## TASK ITEM
Go over the records and copy every line with the string "falling".

Saved entries:
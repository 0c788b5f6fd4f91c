//! Run configuration.
//!
//! Raw command-line values ([`RawArgs`]) and an optional TOML file
//! ([`ConfigFile`]) are merged by [`resolve`] into an immutable [`RunConfig`].

mod file;
mod resolver;

pub use file::{ConfigFile, RunDefaults};
pub use resolver::{builtin_overrides, resolve};

use dialogkt_models::ModelConfig;
use serde::{Deserialize, Serialize};
use std::fmt;
use std::path::PathBuf;
use std::str::FromStr;

use crate::error::TrainingError;

/// Default run seed.
pub const DEFAULT_SEED: u64 = 221;

/// Default number of cross-validation folds.
pub const DEFAULT_NUM_FOLDS: usize = 5;

/// Default root of saved models and results.
pub const DEFAULT_ARTIFACTS_DIR: &str = ".dialogkt";

#[derive(Debug, Clone, Copy, PartialEq, Eq, Serialize, Deserialize)]
#[serde(rename_all = "snake_case")]
pub enum DatasetName {
    Comta,
    Mathdial,
}

impl DatasetName {
    #[must_use]
    pub const fn as_str(self) -> &'static str {
        match self {
            Self::Comta => "comta",
            Self::Mathdial => "mathdial",
        }
    }
}

impl fmt::Display for DatasetName {
    fn fmt(&self, f: &mut fmt::Formatter<'_>) -> fmt::Result {
        f.write_str(self.as_str())
    }
}

impl FromStr for DatasetName {
    type Err = TrainingError;

    fn from_str(s: &str) -> Result<Self, Self::Err> {
        match s.to_lowercase().as_str() {
            "comta" => Ok(Self::Comta),
            "mathdial" => Ok(Self::Mathdial),
            other => Err(TrainingError::config("dataset", format!("unknown dataset `{other}`"))),
        }
    }
}

/// Which annotation provides the KC tags of a turn.
#[derive(Debug, Clone, Copy, PartialEq, Eq, Default, Serialize, Deserialize)]
#[serde(rename_all = "snake_case")]
pub enum TagSource {
    /// Tags generated by an LLM.
    Base,
    /// Achieve-the-Core standards.
    #[default]
    Atc,
}

impl FromStr for TagSource {
    type Err = TrainingError;

    fn from_str(s: &str) -> Result<Self, Self::Err> {
        match s.to_lowercase().as_str() {
            "base" => Ok(Self::Base),
            "atc" => Ok(Self::Atc),
            other => Err(TrainingError::config("tag_src", format!("unknown tag source `{other}`"))),
        }
    }
}

#[derive(Debug, Clone, Copy, PartialEq, Eq, Default, Serialize, Deserialize)]
#[serde(rename_all = "snake_case")]
pub enum OptimizerKind {
    #[default]
    Adamw,
    Adafactor,
}

impl FromStr for OptimizerKind {
    type Err = TrainingError;

    fn from_str(s: &str) -> Result<Self, Self::Err> {
        match s.to_lowercase().as_str() {
            "adamw" => Ok(Self::Adamw),
            "adafactor" => Ok(Self::Adafactor),
            other => Err(TrainingError::config("optim", format!("unknown optimizer `{other}`"))),
        }
    }
}

#[derive(Debug, Clone, Copy, PartialEq, Eq, Serialize, Deserialize)]
#[serde(rename_all = "snake_case")]
pub enum RunMode {
    Train,
    Test,
}

/// Metric used to rank epochs and sweep candidates. Higher is better.
#[derive(Debug, Clone, Copy, PartialEq, Eq, Default, Serialize, Deserialize)]
#[serde(rename_all = "snake_case")]
pub enum SelectionMetric {
    /// Macro AUC, falling back to accuracy when no KC has both classes.
    #[default]
    Auc,
    Accuracy,
    F1,
}

impl FromStr for SelectionMetric {
    type Err = TrainingError;

    fn from_str(s: &str) -> Result<Self, Self::Err> {
        match s.to_lowercase().as_str() {
            "auc" => Ok(Self::Auc),
            "accuracy" | "acc" => Ok(Self::Accuracy),
            "f1" => Ok(Self::F1),
            other => Err(TrainingError::config("selection_metric", format!("unknown selection metric `{other}`"))),
        }
    }
}

#[derive(Debug, Clone, PartialEq, Serialize, Deserialize)]
pub struct DatasetConfig {
    pub dataset: DatasetName,
    pub split_by_subject: bool,
    pub typical_cutoff: i64,
    pub tag_src: TagSource,
    pub debug: bool,
    pub num_folds: usize,
    pub data_dir: PathBuf,
}

impl DatasetConfig {
    /// `<data_dir>/<dataset>.jsonl`
    #[must_use]
    pub fn path(&self) -> PathBuf {
        self.data_dir.join(format!("{}.jsonl", self.dataset))
    }
}

#[derive(Debug, Clone, PartialEq, Serialize, Deserialize)]
pub struct OptimConfig {
    pub optimizer: OptimizerKind,
    pub lr: f64,
    pub wd: f64,
    pub gc: f64,
    pub grad_accum_steps: usize,
    pub batch_size: usize,
    pub epochs: usize,
    /// Stop after this many epochs without validation improvement.
    pub patience: Option<usize>,
}

impl OptimConfig {
    /// Number of samples contributing to one optimizer step.
    #[must_use]
    pub const fn effective_batch_size(&self) -> usize {
        self.batch_size * self.grad_accum_steps
    }
}

#[derive(Debug, Clone, PartialEq, Serialize, Deserialize)]
pub struct EvalConfig {
    pub pack_kcs: bool,
    pub prompt_inc_labels: bool,
    pub inc_first_label: bool,
    pub testonval: bool,
    pub crossval: bool,
    pub selection_metric: SelectionMetric,
}

/// Fully resolved and validated run configuration.
#[derive(Debug, Clone, PartialEq, Serialize, Deserialize)]
pub struct RunConfig {
    pub mode: RunMode,
    pub dataset: DatasetConfig,
    pub model: ModelConfig,
    pub pt_model_name: Option<String>,
    pub optim: OptimConfig,
    pub eval: EvalConfig,
    pub seed: u64,
    pub model_name: Option<String>,
    pub hyperparam_sweep: bool,
    pub sweep_space: Option<PathBuf>,
    pub artifacts_dir: PathBuf,
    pub max_parallel: usize,
    pub memory_budget_mb: Option<u64>,
}

impl RunConfig {
    /// Fold indices this run covers.
    #[must_use]
    pub fn fold_indices(&self) -> Vec<usize> {
        if self.eval.crossval { (0..self.dataset.num_folds).collect() } else { vec![0] }
    }

    /// Name under which the model of `fold` is saved or loaded.
    #[must_use]
    pub fn fold_model_name(&self, fold: usize) -> Option<String> {
        self.model_name.as_ref().map(|name| if self.eval.crossval { format!("{name}_fold{fold}") } else { name.clone() })
    }
}

/// Per-run overrides of model and optimization options.
///
/// Used for command-line values, `[defaults.<model_type>]` tables and sweep
/// candidates alike.
#[derive(Debug, Clone, Default, PartialEq, Serialize, Deserialize)]
#[serde(deny_unknown_fields)]
pub struct Overrides {
    pub epochs: Option<usize>,
    pub lr: Option<f64>,
    pub wd: Option<f64>,
    pub gc: Option<f64>,
    pub grad_accum_steps: Option<usize>,
    pub batch_size: Option<usize>,
    pub optim: Option<OptimizerKind>,
    pub patience: Option<usize>,
    pub base_model: Option<String>,
    pub r: Option<usize>,
    pub lora_alpha: Option<f64>,
    pub lora_dropout: Option<f64>,
    pub quantize: Option<bool>,
    pub pt_model_name: Option<String>,
    pub emb_size: Option<usize>,
}

impl Overrides {
    /// Values from `self`, falling back to `lower` where unset.
    #[must_use]
    pub fn or(self, lower: &Self) -> Self {
        Self {
            epochs: self.epochs.or(lower.epochs),
            lr: self.lr.or(lower.lr),
            wd: self.wd.or(lower.wd),
            gc: self.gc.or(lower.gc),
            grad_accum_steps: self.grad_accum_steps.or(lower.grad_accum_steps),
            batch_size: self.batch_size.or(lower.batch_size),
            optim: self.optim.or(lower.optim),
            patience: self.patience.or(lower.patience),
            base_model: self.base_model.or_else(|| lower.base_model.clone()),
            r: self.r.or(lower.r),
            lora_alpha: self.lora_alpha.or(lower.lora_alpha),
            lora_dropout: self.lora_dropout.or(lower.lora_dropout),
            quantize: self.quantize.or(lower.quantize),
            pt_model_name: self.pt_model_name.or_else(|| lower.pt_model_name.clone()),
            emb_size: self.emb_size.or(lower.emb_size),
        }
    }

    /// Names of the set options that only gradient-trained variants accept.
    #[must_use]
    pub fn optimization_fields(&self) -> Vec<&'static str> {
        [
            ("epochs", self.epochs.is_some()),
            ("lr", self.lr.is_some()),
            ("wd", self.wd.is_some()),
            ("gc", self.gc.is_some()),
            ("grad_accum_steps", self.grad_accum_steps.is_some()),
            ("optim", self.optim.is_some()),
            ("patience", self.patience.is_some()),
        ]
        .into_iter()
        .filter_map(|(name, set)| set.then_some(name))
        .collect()
    }
}

/// Values as they arrive from the command line, before defaults are applied.
#[derive(Debug, Clone, PartialEq)]
pub struct RawArgs {
    pub mode: RunMode,
    pub dataset: Option<DatasetName>,
    pub split_by_subject: bool,
    pub typical_cutoff: Option<i64>,
    pub tag_src: Option<TagSource>,
    pub debug: bool,
    pub model_type: Option<String>,
    pub model_name: Option<String>,
    pub inc_first_label: bool,
    pub overrides: Overrides,
    pub hyperparam_sweep: bool,
    pub sweep_space: Option<PathBuf>,
    pub crossval: bool,
    pub testonval: bool,
    pub pack_kcs: Option<bool>,
    pub prompt_inc_labels: Option<bool>,
    pub max_parallel: Option<usize>,
    pub data_dir: Option<PathBuf>,
    pub artifacts_dir: Option<PathBuf>,
    pub seed: Option<u64>,
    pub num_folds: Option<usize>,
    pub memory_budget_mb: Option<u64>,
    pub selection_metric: Option<SelectionMetric>,
}

impl RawArgs {
    /// Empty arguments for `mode`; every option at its default.
    #[must_use]
    pub fn new(mode: RunMode) -> Self {
        Self {
            mode,
            dataset: None,
            split_by_subject: false,
            typical_cutoff: None,
            tag_src: None,
            debug: false,
            model_type: None,
            model_name: None,
            inc_first_label: false,
            overrides: Overrides::default(),
            hyperparam_sweep: false,
            sweep_space: None,
            crossval: false,
            testonval: false,
            pack_kcs: None,
            prompt_inc_labels: None,
            max_parallel: None,
            data_dir: None,
            artifacts_dir: None,
            seed: None,
            num_folds: None,
            memory_budget_mb: None,
            selection_metric: None,
        }
    }

    /// Copy of these arguments with `overrides` layered on top.
    #[must_use]
    pub fn with_overrides(&self, overrides: &Overrides) -> Self {
        let mut out = self.clone();
        out.overrides = overrides.clone().or(&self.overrides);
        out
    }
}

## RESULT
    /// Macro AUC, falling back to accuracy when no KC has both classes.
    /// Values from `self`, falling back to `lower` where unset.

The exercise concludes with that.